Call for order: Neville Laski, President of the Board of Deputies of British Jews, publicly opposes anti-Nazi street demonstrations and boycotts.


1937 China: The Chinese Communists and the Kuomintang declare that the Japanese are their common Japanese enemy and agree to work together.

1938 Various:

Austria: Trade unions in Vienna are dissolved and their funds and property are seized by the German Labor Front. The supreme goal of the Labor Front is to educate all working Germans towards a National Socialist state and in the spirit of National Socialism. It will act especially to educate those people who have decisive roles in the organizations dealing with social conditions, labor courts and social security. It will see to it that the honor of the leader of the enterprise and his followers will become a real motivating power in the new order of society and economy.

Holocaust: Evian Conference:

Between 1933 and 1941, the Nazis aimed to make Germany judenrein (cleansed of Jews) by making life so difficult for them that they would be forced to leave the country. By 1938, about 150,000 German Jews, one in four, had already fled the country. After Germany annexed Austria in March 1938, however, an additional 185,000 Jews were brought under Nazi rule. Many Jews were unable to find countries willing to take them in.

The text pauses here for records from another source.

//! Animotion CSS Core
//!
//! Structured animation and gradient configurations, and the canonical CSS
//! text generated from them.
//!
//! # Features
//!
//! - **Property serialization**: Sparse visual properties to declarations, with
//!   the transform family folded into a single `transform` declaration
//! - **Keyframe blocks**: `@keyframes` rules sorted by keyframe position
//! - **Animation shorthand**: The seven-field `animation:` declaration
//! - **Gradients**: `linear-gradient`, `radial-gradient` and `conic-gradient`
//! - **Presets**: A built-in catalog of common entry, exit and attention animations
//!
//! # Example
//!
//! ```rust
//! use animotion_css::{generate_animation_property, default_animation_config, IterationCount};
//!
//! let mut config = default_animation_config();
//! config.iteration_count = IterationCount::Count(3);
//!
//! assert_eq!(
//!     generate_animation_property(&config),
//!     "animation: myAnimation 1000ms ease 0ms 3 alternate none"
//! );
//! ```

pub mod animation;
pub mod format;
pub mod gradient;
pub mod id;
pub mod keyframe;
pub mod presets;
pub mod properties;
pub mod timing;

pub use animation::{
    default_animation_config, generate_animation_property, generate_css, preview_style,
    AnimationConfig, AnimationDirection, FillMode, IterationCount, PreviewElement,
    ANIMATED_ELEMENT_SELECTOR,
};
pub use format::format_number;
pub use gradient::{
    default_gradient_config, generate_full_gradient_css, generate_gradient_css, random_color,
    random_gradient_config, GradientColorStop, GradientConfig, GradientType, RadialPosition,
    RadialShape,
};
pub use id::generate_id;
pub use keyframe::{create_default_keyframe, generate_keyframes_css, Keyframe};
pub use presets::{find_preset, presets, AnimationPreset, BuiltinPreset, PresetConfig};
pub use properties::{properties_to_css, AnimatableProperties, AnimatableProperty};
pub use timing::{timing_functions, TimingFunction};
//! Gradient configuration and the gradient function serializer

use rand::Rng;
use serde::{Deserialize, Serialize};

use crate::format::format_number;
use crate::id::generate_id;

#[derive(Clone, Copy, Debug, Default, PartialEq, Eq, Hash, Serialize, Deserialize)]
#[serde(rename_all = "lowercase")]
pub enum GradientType {
    #[default]
    Linear,
    Radial,
    Conic,
}

impl GradientType {
    pub const ALL: [GradientType; 3] = [Self::Linear, Self::Radial, Self::Conic];

    /// CSS function name
    pub fn function_name(self) -> &'static str {
        match self {
            Self::Linear => "linear-gradient",
            Self::Radial => "radial-gradient",
            Self::Conic => "conic-gradient",
        }
    }

    /// Whether the angle takes part in the output
    pub fn uses_angle(self) -> bool {
        matches!(self, Self::Linear | Self::Conic)
    }

    /// Whether the center position takes part in the output
    pub fn uses_position(self) -> bool {
        matches!(self, Self::Radial | Self::Conic)
    }
}

#[derive(Clone, Copy, Debug, Default, PartialEq, Eq, Hash, Serialize, Deserialize)]
#[serde(rename_all = "lowercase")]
pub enum RadialShape {
    #[default]
    Circle,
    Ellipse,
}

impl RadialShape {
    pub fn as_css(self) -> &'static str {
        match self {
            Self::Circle => "circle",
            Self::Ellipse => "ellipse",
        }
    }
}

/// Gradient center, in percent of the element box
#[derive(Clone, Copy, Debug, PartialEq, Serialize, Deserialize)]
pub struct RadialPosition {
    pub x: f64,
    pub y: f64,
}

impl RadialPosition {
    pub const CENTER: RadialPosition = RadialPosition { x: 50.0, y: 50.0 };

    pub fn new(x: f64, y: f64) -> Self {
        Self { x, y }
    }
}

impl Default for RadialPosition {
    fn default() -> Self {
        Self::CENTER
    }
}

/// A color anchored to a percentage along the gradient axis
#[derive(Clone, Debug, PartialEq, Serialize, Deserialize)]
pub struct GradientColorStop {
    #[serde(default = "generate_id")]
    pub id: String,
    pub color: String,
    /// Offset along the axis (0 to 100)
    pub position: f64,
}

impl GradientColorStop {
    /// Create a stop with a fresh identifier
    pub fn new(color: impl Into<String>, position: f64) -> Self {
        Self {
            id: generate_id(),
            color: color.into(),
            position,
        }
    }

    pub fn with_id(id: impl Into<String>, color: impl Into<String>, position: f64) -> Self {
        Self {
            id: id.into(),
            color: color.into(),
            position,
        }
    }

    /// `<color> <position>%`
    pub fn to_css(&self) -> String {
        format!("{} {}%", self.color, format_number(self.position))
    }
}

/// Complete gradient configuration
#[derive(Clone, Debug, PartialEq, Serialize, Deserialize)]
#[serde(rename_all = "camelCase")]
pub struct GradientConfig {
    #[serde(rename = "type")]
    pub kind: GradientType,
    /// Degrees; used verbatim by linear and conic gradients
    pub angle: f64,
    pub radial_shape: RadialShape,
    pub radial_position: RadialPosition,
    pub color_stops: Vec<GradientColorStop>,
}

impl GradientConfig {
    /// Copy of this config where every stop carries a fresh identifier
    pub fn with_fresh_ids(&self) -> Self {
        Self {
            color_stops: self
                .color_stops
                .iter()
                .map(|stop| GradientColorStop {
                    id: generate_id(),
                    ..stop.clone()
                })
                .collect(),
            ..self.clone()
        }
    }

    pub fn color_stop_mut(&mut self, id: &str) -> Option<&mut GradientColorStop> {
        self.color_stops.iter_mut().find(|stop| stop.id == id)
    }
}

impl Default for GradientConfig {
    fn default() -> Self {
        default_gradient_config()
    }
}

/// The configuration a new gradient session starts with
pub fn default_gradient_config() -> GradientConfig {
    GradientConfig {
        kind: GradientType::Linear,
        angle: 90.0,
        radial_shape: RadialShape::Circle,
        radial_position: RadialPosition::CENTER,
        color_stops: vec![
            GradientColorStop::new("#667EEA", 0.0),
            GradientColorStop::new("#764BA2", 100.0),
        ],
    }
}

/// Serialize a gradient into its CSS function call.
///
/// Stops are stably sorted by position. The angle is never normalised and
/// fewer than two stops are not rejected.
pub fn generate_gradient_css(config: &GradientConfig) -> String {
    let mut stops: Vec<&GradientColorStop> = config.color_stops.iter().collect();
    stops.sort_by(|a, b| a.position.total_cmp(&b.position));
    let stops = stops
        .into_iter()
        .map(GradientColorStop::to_css)
        .collect::<Vec<_>>()
        .join(", ");

    let function = config.kind.function_name();
    let angle = format_number(config.angle);
    let x = format_number(config.radial_position.x);
    let y = format_number(config.radial_position.y);

    match config.kind {
        GradientType::Linear => format!("{function}({angle}deg, {stops})"),
        GradientType::Radial => format!(
            "{function}({} at {x}% {y}%, {stops})",
            config.radial_shape.as_css()
        ),
        GradientType::Conic => format!("{function}(from {angle}deg at {x}% {y}%, {stops})"),
    }
}

/// The copy-to-clipboard output: a `background` declaration
pub fn generate_full_gradient_css(config: &GradientConfig) -> String {
    format!("background: {};", generate_gradient_css(config))
}

/// Random opaque color as uppercase `#RRGGBB`
pub fn random_color() -> String {
    let value: u32 = rand::thread_rng().gen_range(0..=0xFF_FFFF);
    format!("#{value:06X}")
}

/// Random gradient with 2 to 4 stops spanning 0% to 100%
pub fn random_gradient_config() -> GradientConfig {
    let mut rng = rand::thread_rng();
    let kind = GradientType::ALL[rng.gen_range(0..GradientType::ALL.len())];
    let radial_shape = if rng.gen_bool(0.5) {
        RadialShape::Circle
    } else {
        RadialShape::Ellipse
    };

    let count = rng.gen_range(2..=4);
    let color_stops = (0..count)
        .map(|i| {
            let position = (i as f64 * 100.0 / (count - 1) as f64).round();
            GradientColorStop::new(random_color(), position)
        })
        .collect();

    GradientConfig {
        kind,
        angle: rng.gen_range(0..360) as f64,
        radial_shape,
        radial_position: RadialPosition::new(
            rng.gen_range(0..100) as f64,
            rng.gen_range(0..100) as f64,
        ),
        color_stops,
    }
}

#[cfg(test)]
mod tests {
    use super::*;
    use pretty_assertions::assert_eq;

    fn config(kind: GradientType, angle: f64, x: f64, y: f64) -> GradientConfig {
        GradientConfig {
            kind,
            angle,
            radial_shape: RadialShape::Circle,
            radial_position: RadialPosition::new(x, y),
            color_stops: vec![
                GradientColorStop::with_id("1", "red", 0.0),
                GradientColorStop::with_id("2", "blue", 100.0),
            ],
        }
    }

    #[test]
    fn linear_gradient() {
        assert_eq!(
            generate_gradient_css(&config(GradientType::Linear, 90.0, 50.0, 50.0)),
            "linear-gradient(90deg, red 0%, blue 100%)"
        );
    }

    #[test]
    fn radial_gradient_ignores_angle() {
        assert_eq!(
            generate_gradient_css(&config(GradientType::Radial, 123.0, 50.0, 50.0)),
            "radial-gradient(circle at 50% 50%, red 0%, blue 100%)"
        );
        let mut ellipse = config(GradientType::Radial, 0.0, 30.0, 70.0);
        ellipse.radial_shape = RadialShape::Ellipse;
        assert_eq!(
            generate_gradient_css(&ellipse),
            "radial-gradient(ellipse at 30% 70%, red 0%, blue 100%)"
        );
    }

    #[test]
    fn conic_gradient() {
        assert_eq!(
            generate_gradient_css(&config(GradientType::Conic, 45.0, 25.0, 75.0)),
            "conic-gradient(from 45deg at 25% 75%, red 0%, blue 100%)"
        );
    }

    #[test]
    fn stops_are_sorted_by_position() {
        let mut cfg = config(GradientType::Linear, 90.0, 50.0, 50.0);
        cfg.color_stops = vec![
            GradientColorStop::with_id("1", "#0000ff", 100.0),
            GradientColorStop::with_id("2", "#ff0000", 0.0),
            GradientColorStop::with_id("3", "#00ff00", 50.0),
        ];
        assert_eq!(
            generate_gradient_css(&cfg),
            "linear-gradient(90deg, #ff0000 0%, #00ff00 50%, #0000ff 100%)"
        );
    }

    #[test]
    fn angle_is_not_normalised() {
        assert_eq!(
            generate_gradient_css(&config(GradientType::Linear, 360.0, 50.0, 50.0)),
            "linear-gradient(360deg, red 0%, blue 100%)"
        );
        assert_eq!(
            generate_gradient_css(&config(GradientType::Linear, -30.0, 50.0, 50.0)),
            "linear-gradient(-30deg, red 0%, blue 100%)"
        );
    }

    #[test]
    fn single_stop_still_serializes() {
        let mut cfg = config(GradientType::Linear, 0.0, 50.0, 50.0);
        cfg.color_stops.truncate(1);
        assert_eq!(generate_gradient_css(&cfg), "linear-gradient(0deg, red 0%)");
    }

    #[test]
    fn full_css_wraps_in_background() {
        assert_eq!(
            generate_full_gradient_css(&config(GradientType::Linear, 90.0, 50.0, 50.0)),
            "background: linear-gradient(90deg, red 0%, blue 100%);"
        );
    }

    #[test]
    fn default_config_has_two_stops_at_ends() {
        let cfg = default_gradient_config();
        assert_eq!(cfg.kind, GradientType::Linear);
        assert_eq!(cfg.angle, 90.0);
        assert_eq!(cfg.radial_position, RadialPosition::CENTER);
        let positions: Vec<f64> = cfg.color_stops.iter().map(|s| s.position).collect();
        assert_eq!(positions, vec![0.0, 100.0]);
        assert_ne!(cfg.color_stops[0].id, cfg.color_stops[1].id);
    }

    #[test]
    fn random_color_is_uppercase_hex() {
        for _ in 0..50 {
            let color = random_color();
            assert_eq!(color.len(), 7);
            assert!(color.starts_with('#'));
            assert!(color[1..]
                .chars()
                .all(|c| c.is_ascii_digit() || ('A'..='F').contains(&c)));
        }
    }

    #[test]
    fn random_config_is_in_range() {
        for _ in 0..50 {
            let cfg = random_gradient_config();
            assert!((0.0..360.0).contains(&cfg.angle));
            assert!((0.0..100.0).contains(&cfg.radial_position.x));
            assert!((0.0..100.0).contains(&cfg.radial_position.y));
            assert!((2..=4).contains(&cfg.color_stops.len()));
            assert_eq!(cfg.color_stops.first().unwrap().position, 0.0);
            assert_eq!(cfg.color_stops.last().unwrap().position, 100.0);
            let mut ids: Vec<&str> = cfg.color_stops.iter().map(|s| s.id.as_str()).collect();
            ids.sort_unstable();
            ids.dedup();
            assert_eq!(ids.len(), cfg.color_stops.len());
        }
    }

    #[test]
    fn wire_format_uses_type_key() {
        let json = serde_json::to_value(config(GradientType::Conic, 10.0, 1.0, 2.0)).unwrap();
        assert_eq!(json["type"], "conic");
        assert_eq!(json["radialShape"], "circle");
        assert_eq!(json["radialPosition"]["x"], 1.0);
        assert_eq!(json["colorStops"][0]["color"], "red");
    }
}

Many German and Austrian Jews tried to go to the United States but could not obtain the visas needed to enter. Even though news of the violent pogroms of November 1938 was widely reported, Americans remained reluctant to welcome Jewish refugees. In the midst of the Great Depression, many Americans believed that refugees would compete with them for jobs and overburden social programs set up to assist the needy.

Congress had set up immigration quotas in 1924 that limited the number of immigrants and discriminated against groups considered racially and ethnically undesirable. These quotas remained in place even after President Franklin D. Roosevelt, responding to mounting political pressure, called for an international conference to address the refugee problem.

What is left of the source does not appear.